Así que, hermano, dejemos todo lo que no aprovecha y vengamos a lo que hace al hecho. Porque sus altezas” —agregaba— “no andan en todo sino por el camino de la verdad, que, si otra cosa quisiesen, buenamente podrían tener para ello; de modo que si sin necesidad estáis vosotros, mejor aparejo y disposición para esperar cualquier tiempo y negociación. Ya que sus altezas tienen gana de que esto se concluya en seguida, y ése es vuestro provecho, lo mismo debíais querer vosotros”. Más claro, el agua. Pero metía dentro del sobre una hijuela para ser leída sólo por El Maleh. Se quejaba en ella de Aben Comisa, “que no anda muy claro ni cierto en el servicio y bien del sultán y vuestro, y sospecho que ha gana de buscar algunas dilaciones para guiarlo por otro camino” (lo cual no es bueno ni para el sultán ni para vos, decía entre dientes, porque os quedaréis sin estipendios). “Y el alguacil” —remataba— “no mira lo de adelante, ni que el hijo de su señor está cautivo, ni que su señor todos los días y horas y momentos tiene su persona y estado en peligro”.

Traducido: tenlo también tú en cuenta y muy presente, “pues vos sois tan cuerdo que sabéis por qué lo digo y todo lo entendéis bien”.

Y cerraba con la aclaración de que, si nosotros no teníamos necesidades, “sus altezas, Dios los guarde, con muchísimas menos necesidades están”.

Yo no oculto que me solazaba con una esgrima en que cada cosa que se decía quería decir más que nada lo contrario, y precaver de otra no dicha, y sugerir muchísimas más, y anunciar otra que tampoco se iba a decir jamás.
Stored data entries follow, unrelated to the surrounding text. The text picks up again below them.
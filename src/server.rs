// ABOUTME: HTTP server exposing the visitor-facing session endpoints
// ABOUTME: Thin handlers that validate input and call into the session orchestrator

use anyhow::Result;
use axum::{
    extract::{Path, State},
    http::{HeaderMap, StatusCode},
    response::IntoResponse,
    routing::{get, post},
    Json, Router,
};
use metrics_exporter_prometheus::PrometheusHandle;
use serde::{Deserialize, Serialize};
use std::sync::Arc;
use tower_http::trace::TraceLayer;

use tether_core::config::Config;
use tether_core::desk::{HttpDesk, Visitor};
use tether_core::session::SessionOrchestrator;

#[derive(Clone)]
struct ServerState {
    orchestrator: Arc<SessionOrchestrator<HttpDesk>>,
    config: Arc<Config>,
}

#[derive(Debug, Deserialize)]
pub struct StartRequest {
    pub visitor_name: String,
    #[serde(default)]
    pub visitor_email: Option<String>,
}

#[derive(Debug, Deserialize)]
pub struct MessageRequest {
    pub text: String,
}

#[derive(Debug, Deserialize)]
pub struct TypingRequest {
    pub typing: bool,
    /// In-progress text, forwarded as a sneak peek when the room has it enabled
    #[serde(default)]
    pub text: Option<String>,
}

#[derive(Debug, Serialize)]
pub struct ApiResponse {
    pub success: bool,
    pub message: String,
}

fn ok(message: impl Into<String>) -> (StatusCode, Json<ApiResponse>) {
    (
        StatusCode::OK,
        Json(ApiResponse {
            success: true,
            message: message.into(),
        }),
    )
}

fn fail(status: StatusCode, message: impl Into<String>) -> (StatusCode, Json<ApiResponse>) {
    (
        status,
        Json(ApiResponse {
            success: false,
            message: message.into(),
        }),
    )
}

/// Validate the API key header when one is configured.
fn authorize(
    state: &ServerState,
    headers: &HeaderMap,
) -> Result<(), (StatusCode, Json<ApiResponse>)> {
    let Some(expected) = &state.config.server.api_key else {
        return Ok(());
    };
    match headers.get("x-api-key").and_then(|v| v.to_str().ok()) {
        Some(provided) if provided == expected => Ok(()),
        _ => {
            tracing::warn!("Request with invalid or missing API key");
            Err(fail(StatusCode::UNAUTHORIZED, "Invalid or missing API key"))
        }
    }
}

/// Start the HTTP server. Blocks until the listener fails.
pub async fn start_server(
    config: Arc<Config>,
    orchestrator: Arc<SessionOrchestrator<HttpDesk>>,
    metrics_handle: PrometheusHandle,
) -> Result<()> {
    let state = ServerState {
        orchestrator,
        config: Arc::clone(&config),
    };

    let session_routes = Router::new()
        .route("/session/{room_id}/start", post(start_handler))
        .route("/session/{room_id}/message", post(message_handler))
        .route("/session/{room_id}/typing", post(typing_handler))
        .route("/session/{room_id}/close", post(close_handler))
        .route("/session/{room_id}/timeout", post(timeout_handler))
        .with_state(state);

    let metrics_routes = Router::new()
        .route("/metrics", get(metrics_handler))
        .with_state(Arc::new(metrics_handle));

    let app = Router::new()
        .route("/healthz", get(|| async { "ok" }))
        .merge(session_routes)
        .merge(metrics_routes)
        .layer(TraceLayer::new_for_http());

    let addr = format!("{}:{}", config.server.host, config.server.port);
    tracing::info!(addr = %addr, "Starting session server");

    let listener = tokio::net::TcpListener::bind(&addr).await?;
    axum::serve(listener, app).await?;
    Ok(())
}

async fn start_handler(
    State(state): State<ServerState>,
    Path(room_id): Path<String>,
    headers: HeaderMap,
    Json(payload): Json<StartRequest>,
) -> (StatusCode, Json<ApiResponse>) {
    if let Err(resp) = authorize(&state, &headers) {
        return resp;
    }
    if payload.visitor_name.trim().is_empty() {
        return fail(StatusCode::BAD_REQUEST, "visitor_name must not be empty");
    }

    match state.orchestrator.session_active(&room_id) {
        Ok(true) => {
            return fail(
                StatusCode::CONFLICT,
                "A session is already active for this room",
            );
        }
        Ok(false) => {}
        Err(e) => {
            tracing::error!(room_id = %room_id, error = %e, "Failed to check session state");
            return fail(StatusCode::INTERNAL_SERVER_ERROR, "Internal error");
        }
    }

    let visitor = Visitor {
        name: payload.visitor_name,
        email: payload.visitor_email,
    };
    tracing::info!(room_id = %room_id, visitor = %visitor.name, "Session start requested");
    state.orchestrator.spawn_session(&room_id, visitor);

    ok("Session start accepted")
}

async fn message_handler(
    State(state): State<ServerState>,
    Path(room_id): Path<String>,
    headers: HeaderMap,
    Json(payload): Json<MessageRequest>,
) -> (StatusCode, Json<ApiResponse>) {
    if let Err(resp) = authorize(&state, &headers) {
        return resp;
    }
    if payload.text.trim().is_empty() {
        return fail(StatusCode::BAD_REQUEST, "text must not be empty");
    }

    match state
        .orchestrator
        .visitor_message(&room_id, &payload.text)
        .await
    {
        Ok(true) => ok("Message forwarded"),
        Ok(false) => fail(StatusCode::NOT_FOUND, "No active session for this room"),
        Err(e) => {
            tracing::error!(room_id = %room_id, error = %e, "Failed to handle visitor message");
            fail(StatusCode::INTERNAL_SERVER_ERROR, "Internal error")
        }
    }
}

async fn typing_handler(
    State(state): State<ServerState>,
    Path(room_id): Path<String>,
    headers: HeaderMap,
    Json(payload): Json<TypingRequest>,
) -> (StatusCode, Json<ApiResponse>) {
    if let Err(resp) = authorize(&state, &headers) {
        return resp;
    }

    match state
        .orchestrator
        .visitor_typing(&room_id, payload.typing, payload.text.as_deref())
        .await
    {
        Ok(true) => ok("Typing state forwarded"),
        Ok(false) => fail(StatusCode::NOT_FOUND, "No active session for this room"),
        Err(e) => {
            tracing::warn!(room_id = %room_id, error = %e, "Failed to forward typing state");
            fail(StatusCode::BAD_GATEWAY, "Desk rejected typing update")
        }
    }
}

async fn close_handler(
    State(state): State<ServerState>,
    Path(room_id): Path<String>,
    headers: HeaderMap,
) -> (StatusCode, Json<ApiResponse>) {
    if let Err(resp) = authorize(&state, &headers) {
        return resp;
    }

    match state.orchestrator.visitor_closed(&room_id).await {
        Ok(()) => ok("Session closed"),
        Err(e) => {
            tracing::error!(room_id = %room_id, error = %e, "Failed to close session");
            fail(StatusCode::INTERNAL_SERVER_ERROR, "Internal error")
        }
    }
}

/// Callback target for host-scheduled idle timeout jobs.
async fn timeout_handler(
    State(state): State<ServerState>,
    Path(room_id): Path<String>,
    headers: HeaderMap,
) -> (StatusCode, Json<ApiResponse>) {
    if let Err(resp) = authorize(&state, &headers) {
        return resp;
    }

    match state.orchestrator.fire_idle_timeout(&room_id).await {
        Ok(()) => ok("Timeout processed"),
        Err(e) => {
            tracing::error!(room_id = %room_id, error = %e, "Failed to process idle timeout");
            fail(StatusCode::INTERNAL_SERVER_ERROR, "Internal error")
        }
    }
}

/// Render Prometheus text format.
async fn metrics_handler(State(handle): State<Arc<PrometheusHandle>>) -> impl IntoResponse {
    handle.render()
}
El Maleh, por orden mía, postergaba la visita a los reyes que reclamaba Zafra. Yo quería cerciorarme antes de que la representación que Zafra se arrogaba era auténtica, y eso era lo que los reyes, con la visita, querían a su vez ratificar respecto de Aben Comisa y El Maleh.
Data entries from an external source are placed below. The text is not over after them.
// ABOUTME: Hand-off strategies run when an agent accepts the chat or the session ends
// ABOUTME: Queue mode transfers the room to a department; direct mode leaves the bot attached

use anyhow::{Context, Result};
use async_trait::async_trait;
use std::sync::Arc;

use crate::config::{Config, HandoffMode};
use crate::traits::{HostPlatform, RoomRelay};

/// Strategy seam for conversation hand-off.
///
/// Selected once at configuration time; the state machine calls it on
/// establishment and on every terminal transition. Errors are non-fatal to
/// the desk session: the caller degrades with an apology and a diagnostic.
#[async_trait]
pub trait HandoffStrategy: Send + Sync {
    /// A human agent accepted the chat.
    async fn on_established(&self, room_id: &str) -> Result<()>;

    /// The chat ended; `farewell` carries the end-reason message to relay.
    async fn on_ended(&self, room_id: &str, farewell: &str) -> Result<()>;
}

/// Authenticate the system bot, bring it online, and transfer the room to
/// the target department queue.
pub struct QueueHandoff {
    host: Arc<dyn HostPlatform>,
    relay: Arc<dyn RoomRelay>,
    target_department: String,
    handback_department: Option<String>,
    chat_ended_message: String,
}

impl QueueHandoff {
    pub fn new(
        host: Arc<dyn HostPlatform>,
        relay: Arc<dyn RoomRelay>,
        target_department: String,
        handback_department: Option<String>,
        chat_ended_message: String,
    ) -> Self {
        Self {
            host,
            relay,
            target_department,
            handback_department,
            chat_ended_message,
        }
    }
}

#[async_trait]
impl HandoffStrategy for QueueHandoff {
    async fn on_established(&self, room_id: &str) -> Result<()> {
        let auth = self.host.login().await.context("Bot login failed")?;
        self.host
            .set_presence(&auth, "online")
            .await
            .context("Bot presence update failed")?;
        self.host
            .transfer_room(room_id, &self.target_department)
            .await
            .with_context(|| format!("Transfer to department '{}' failed", self.target_department))?;

        tracing::info!(
            room_id = %room_id,
            department = %self.target_department,
            "Room transferred to agent department"
        );
        Ok(())
    }

    async fn on_ended(&self, room_id: &str, farewell: &str) -> Result<()> {
        self.relay.send_text(room_id, farewell).await?;

        match &self.handback_department {
            Some(department) => {
                self.host
                    .transfer_room(room_id, department)
                    .await
                    .with_context(|| format!("Hand-back to department '{}' failed", department))?;
                tracing::info!(room_id = %room_id, department = %department, "Room handed back");
            }
            None => {
                self.relay.send_text(room_id, &self.chat_ended_message).await?;
            }
        }
        Ok(())
    }
}

/// Leave the bot attached as the active agent; no department transfer.
pub struct DirectHandoff {
    relay: Arc<dyn RoomRelay>,
    chat_ended_message: String,
}

impl DirectHandoff {
    pub fn new(relay: Arc<dyn RoomRelay>, chat_ended_message: String) -> Self {
        Self {
            relay,
            chat_ended_message,
        }
    }
}

#[async_trait]
impl HandoffStrategy for DirectHandoff {
    async fn on_established(&self, room_id: &str) -> Result<()> {
        tracing::debug!(room_id = %room_id, "Direct hand-off: bot stays attached");
        Ok(())
    }

    async fn on_ended(&self, room_id: &str, farewell: &str) -> Result<()> {
        self.relay.send_text(room_id, farewell).await?;
        self.relay.send_text(room_id, &self.chat_ended_message).await?;
        Ok(())
    }
}

/// Build the configured strategy. Queue mode requires a target department,
/// which config validation has already guaranteed.
pub fn strategy_from_config(
    config: &Config,
    host: Arc<dyn HostPlatform>,
    relay: Arc<dyn RoomRelay>,
) -> Result<Arc<dyn HandoffStrategy>> {
    match config.handoff.mode {
        HandoffMode::Queue => {
            let target = config
                .handoff
                .target_department
                .clone()
                .context("handoff.target_department is required for queue mode")?;
            Ok(Arc::new(QueueHandoff::new(
                host,
                relay,
                target,
                config.handoff.handback_department.clone(),
                config.messages.chat_ended.clone(),
            )))
        }
        HandoffMode::Direct => Ok(Arc::new(DirectHandoff::new(
            relay,
            config.messages.chat_ended.clone(),
        ))),
    }
}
Pero nosotros tuvimos más paciencia y más habilidad. A la petición de El Maleh de que convendría que los reyes nos escribieran a Aben Comisa y a mí para ablandarnos (lo que de verdad perseguía era que confirmaran, bajo su fe y su palabra, que les darían buen trato, protección física, seguridad y gratificación), los reyes, incomodados, escribieron dos cartas: una para mí y otra para mis representantes.

La mía era taxativa; la había redactado seguramente Zafra. “No pudiendo creer ni creyendo, según la voluntad que en nosotros hallasteis y conocisteis, y según lo que de vuestra bondad conocíamos, que cosa alguna de lo pasado procedía de vuestra voluntad, y asimismo no queriendo por todas estas causas ver el fin de vuestro perdimiento... en tanto que tenéis tiempo de servirnos, tuvimos por bien que vuestro secretario escribiese a vuestro alcaide y criado lo que creemos que habréis visto, y porque todo ha procedido y procede de nuestra voluntad y ello escribió por nuestro mandado, acordamos de escribiros así para que de esto fueseis sabedor”. O sea, la petición encubierta había sido admirablemente comprendida, y no menos admirablemente satisfecha.
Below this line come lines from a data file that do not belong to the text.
// ABOUTME: Client for the remote agent-desk chat backend over its REST long-poll API
// ABOUTME: Translates orchestrator intents into HTTP calls and normalizes responses; no retry of its own

use anyhow::{Context, Result};
use async_trait::async_trait;
use reqwest::StatusCode;
use serde::{Deserialize, Serialize};
use serde_json::json;

use crate::config::DeskConfig;
use crate::events::{parse_poll_body, PollEvent};

/// Identifies one desk chat session. Owned exclusively by one room at a time.
#[derive(Debug, Clone, Serialize, Deserialize, PartialEq, Eq)]
pub struct SessionTokens {
    pub session_id: String,
    pub affinity_token: String,
    pub session_key: String,
}

/// Visitor identity attached to a chat request as pre-chat fields.
#[derive(Debug, Clone)]
pub struct Visitor {
    pub name: String,
    pub email: Option<String>,
}

/// Cause tag forwarded to the desk when we end a session, for its analytics.
#[derive(Debug, Clone, Copy, PartialEq, Eq)]
pub enum EndCause {
    Client,
    IdleTimeout,
}

impl EndCause {
    pub fn as_wire(&self) -> &'static str {
        match self {
            Self::Client => "client",
            Self::IdleTimeout => "idle_timeout",
        }
    }
}

/// Result of one long-poll round trip.
///
/// Callers must not conflate `EmptyRetry` ("nothing new, poll again
/// immediately") with `SessionExpired` ("the tokens are dead"); that
/// distinction is the central contract of the poll loop.
#[derive(Debug)]
pub enum PollOutcome {
    /// The desk returned events, in wire order
    Events(Vec<PollEvent>),
    /// HTTP 204/409: nothing new, re-poll immediately with no backoff
    EmptyRetry,
    /// HTTP 403: the session is gone; terminal
    SessionExpired,
    /// Network-level failure; retry policy belongs to the state machine
    TransportError(anyhow::Error),
}

/// The five-plus-presence operations the orchestrator needs from the desk.
///
/// All operations are side-effecting network calls with no retry of their
/// own. Tests script this trait instead of standing up a live desk.
#[async_trait]
pub trait DeskBackend: Send + Sync {
    /// Acquire fresh session tokens. No prior affinity.
    async fn create_session(&self) -> Result<SessionTokens>;

    /// Enter the agent queue, attaching visitor identification.
    async fn request_chat(&self, tokens: &SessionTokens, visitor: &Visitor) -> Result<()>;

    /// One long-poll round trip.
    async fn poll_events(&self, tokens: &SessionTokens) -> PollOutcome;

    /// Relay a visitor message into the established chat.
    async fn send_visitor_message(&self, tokens: &SessionTokens, text: &str) -> Result<()>;

    /// End the session, forwarding the cause for desk-side analytics.
    async fn end_session(&self, tokens: &SessionTokens, cause: EndCause) -> Result<()>;

    /// Plain typing indicator. Mutually exclusive with sneak peek per room.
    async fn set_typing(&self, tokens: &SessionTokens, is_typing: bool) -> Result<()>;

    /// Sneak peek: stream the visitor's in-progress text to the agent.
    async fn set_sneak_peek(&self, tokens: &SessionTokens, text: &str) -> Result<()>;
}

const API_VERSION_HEADER: &str = "X-LIVEAGENT-API-VERSION";
const AFFINITY_HEADER: &str = "X-LIVEAGENT-AFFINITY";
const SESSION_KEY_HEADER: &str = "X-LIVEAGENT-SESSION-KEY";

/// reqwest-backed desk client.
pub struct HttpDesk {
    http: reqwest::Client,
    config: DeskConfig,
}

impl HttpDesk {
    pub fn new(config: DeskConfig) -> Result<Self> {
        let http = reqwest::Client::builder()
            // Long polls are held open server-side; leave generous room
            .timeout(std::time::Duration::from_secs(60))
            .build()
            .context("Failed to build HTTP client for desk")?;
        Ok(Self { http, config })
    }

    fn url(&self, path: &str) -> String {
        format!("{}{}", self.config.base_url.trim_end_matches('/'), path)
    }

    fn with_session_headers(
        &self,
        req: reqwest::RequestBuilder,
        tokens: &SessionTokens,
    ) -> reqwest::RequestBuilder {
        req.header(API_VERSION_HEADER, &self.config.api_version)
            .header(AFFINITY_HEADER, &tokens.affinity_token)
            .header(SESSION_KEY_HEADER, &tokens.session_key)
    }

    async fn post_session_json(
        &self,
        path: &str,
        tokens: &SessionTokens,
        body: serde_json::Value,
    ) -> Result<()> {
        let resp = self
            .with_session_headers(self.http.post(self.url(path)), tokens)
            .json(&body)
            .send()
            .await
            .with_context(|| format!("Desk unreachable: POST {}", path))?;

        if !resp.status().is_success() {
            anyhow::bail!("Desk rejected POST {}: HTTP {}", path, resp.status());
        }
        Ok(())
    }
}

#[async_trait]
impl DeskBackend for HttpDesk {
    async fn create_session(&self) -> Result<SessionTokens> {
        let resp = self
            .http
            .get(self.url("/chat/rest/System/SessionId"))
            .header(API_VERSION_HEADER, &self.config.api_version)
            .header(AFFINITY_HEADER, "null")
            .send()
            .await
            .context("Desk unreachable: create session")?;

        if !resp.status().is_success() {
            anyhow::bail!("Desk rejected session creation: HTTP {}", resp.status());
        }

        // Defensive parse: a malformed body is a protocol error, not a panic
        let body: serde_json::Value = resp
            .json()
            .await
            .context("Malformed session creation response")?;

        let field = |name: &str| -> Result<String> {
            body.get(name)
                .and_then(serde_json::Value::as_str)
                .map(str::to_string)
                .with_context(|| format!("Session creation response missing '{}'", name))
        };

        Ok(SessionTokens {
            session_id: field("id")?,
            affinity_token: field("affinityToken")?,
            session_key: field("key")?,
        })
    }

    async fn request_chat(&self, tokens: &SessionTokens, visitor: &Visitor) -> Result<()> {
        let mut prechat_details = vec![json!({
            "label": "Name",
            "value": visitor.name,
            "displayToAgent": true,
            "transcriptFields": [],
            "entityMaps": [],
        })];
        if let Some(email) = &visitor.email {
            prechat_details.push(json!({
                "label": "E-mail",
                "value": email,
                "displayToAgent": true,
                "transcriptFields": [],
                "entityMaps": [],
            }));
        }

        let body = json!({
            "organizationId": self.config.org_id,
            "deploymentId": self.config.deployment_id,
            "buttonId": self.config.button_id,
            "sessionId": tokens.session_id,
            "visitorName": visitor.name,
            "prechatDetails": prechat_details,
            "prechatEntities": [],
            "receiveQueueUpdates": true,
            "isPost": true,
        });

        self.post_session_json("/chat/rest/Chasitor/ChasitorInit", tokens, body)
            .await
    }

    async fn poll_events(&self, tokens: &SessionTokens) -> PollOutcome {
        let resp = match self
            .with_session_headers(
                self.http.get(self.url("/chat/rest/System/Messages")),
                tokens,
            )
            .send()
            .await
        {
            Ok(r) => r,
            Err(e) => return PollOutcome::TransportError(e.into()),
        };

        match resp.status() {
            StatusCode::NO_CONTENT | StatusCode::CONFLICT => PollOutcome::EmptyRetry,
            StatusCode::FORBIDDEN => PollOutcome::SessionExpired,
            status if status.is_success() => {
                // Absent or unparseable fields yield an empty event list, never a crash
                let body: serde_json::Value = resp.json().await.unwrap_or_default();
                PollOutcome::Events(parse_poll_body(&body))
            }
            status => {
                PollOutcome::TransportError(anyhow::anyhow!("Desk poll returned HTTP {}", status))
            }
        }
    }

    async fn send_visitor_message(&self, tokens: &SessionTokens, text: &str) -> Result<()> {
        self.post_session_json(
            "/chat/rest/Chasitor/ChatMessage",
            tokens,
            json!({ "text": text }),
        )
        .await
    }

    async fn end_session(&self, tokens: &SessionTokens, cause: EndCause) -> Result<()> {
        self.post_session_json(
            "/chat/rest/Chasitor/ChatEnd",
            tokens,
            json!({ "reason": cause.as_wire() }),
        )
        .await
    }

    async fn set_typing(&self, tokens: &SessionTokens, is_typing: bool) -> Result<()> {
        let path = if is_typing {
            "/chat/rest/Chasitor/ChasitorTyping"
        } else {
            "/chat/rest/Chasitor/ChasitorNotTyping"
        };
        self.post_session_json(path, tokens, json!({})).await
    }

    async fn set_sneak_peek(&self, tokens: &SessionTokens, text: &str) -> Result<()> {
        self.post_session_json(
            "/chat/rest/Chasitor/ChasitorSneakPeek",
            tokens,
            json!({ "position": 0, "text": text }),
        )
        .await
    }
}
Si mi carta era diáfana, la de los otros dos, más aún: “Hemos visto el deseo y gana que decís que tenéis de servirnos, lo cual no dudamos, dada la voluntad que siempre tuvimos de haceros mercedes... Creyendo que para atajar y enmendar todo lo pasado, con nuestra ayuda y mediante el favor de Dios, el sultán y vosotros tenéis ahora entero poder... Pues de venir luego a nuestro servicio os vendrá todo bien y seguridad y reposo, y somos ciertos que en todas las cosas el sultán vuestro amo está a vuestro consejo y pensar, os encargamos que deis pronto, en todo, aquel fin y conclusión que a nuestro servicio y al bien de vuestro amo y de vosotros cumple, certificándoos que, poniéndolo así en obra, recibiréis de nos señaladas mercedes... y haciendo lo contrario —lo que dudamos— de aquí en adelante, en todo lo que se hiciere, no tendréis justa causa ni razón de quejaros, y la culpa de todo será vuestra. Y no penséis que alargar este hecho aproveche vuestros negocios, antes sed ciertos de que toda dilación os es dañosa”. Y se despedían con una garantía frente a la competencia de otros negociadores: “No creáis que nos placerá que este trato se trace por otra vía ni por otra parte”; pero con una admonición: “pues por esta manera habrá más breve y mejor conclusión para lo que os cumple”.

Aquella tarde nos reunimos los tres en la alcazaba para comentar las dos cartas y responderlas.

¿Cómo continuar aplazando la entrevista con los reyes?; porque, si estaban tan impacientes, cuanto más nos resistiéramos, mejores condiciones obtendríamos. El Maleh resolvió escribirle a Zafra que estábamos contentísimos con las cartas reales; de ellos dos añadía:

”Besamos su muy honrada carta, y la pusimos sobre nuestras cabezas, y determinamos con entera voluntad servirles y hacer cuanto nos mandaren”. Para que no mintiera del todo, yo le obligué a ponerse la carta sobre la cabeza, y así lo hizo burlando. En cuanto a la entrevista, ponía muchos inconvenientes: había de tenerla uno de ellos dos, porque introducir una tercera persona prolongaría el negocio y arriesgaría el secreto; secreto que también se arriesgaría yendo ellos, puesto que “no podemos estar una hora ausentes de nuestro señor, porque es costumbre que todos los caballeros y la gente nos hallen de continuo juntos para desempacharles”, y entrarían en sospecha de no encontrarlos, y, si la gente se enterara de las negociaciones antes de concluirlas, no sería bueno.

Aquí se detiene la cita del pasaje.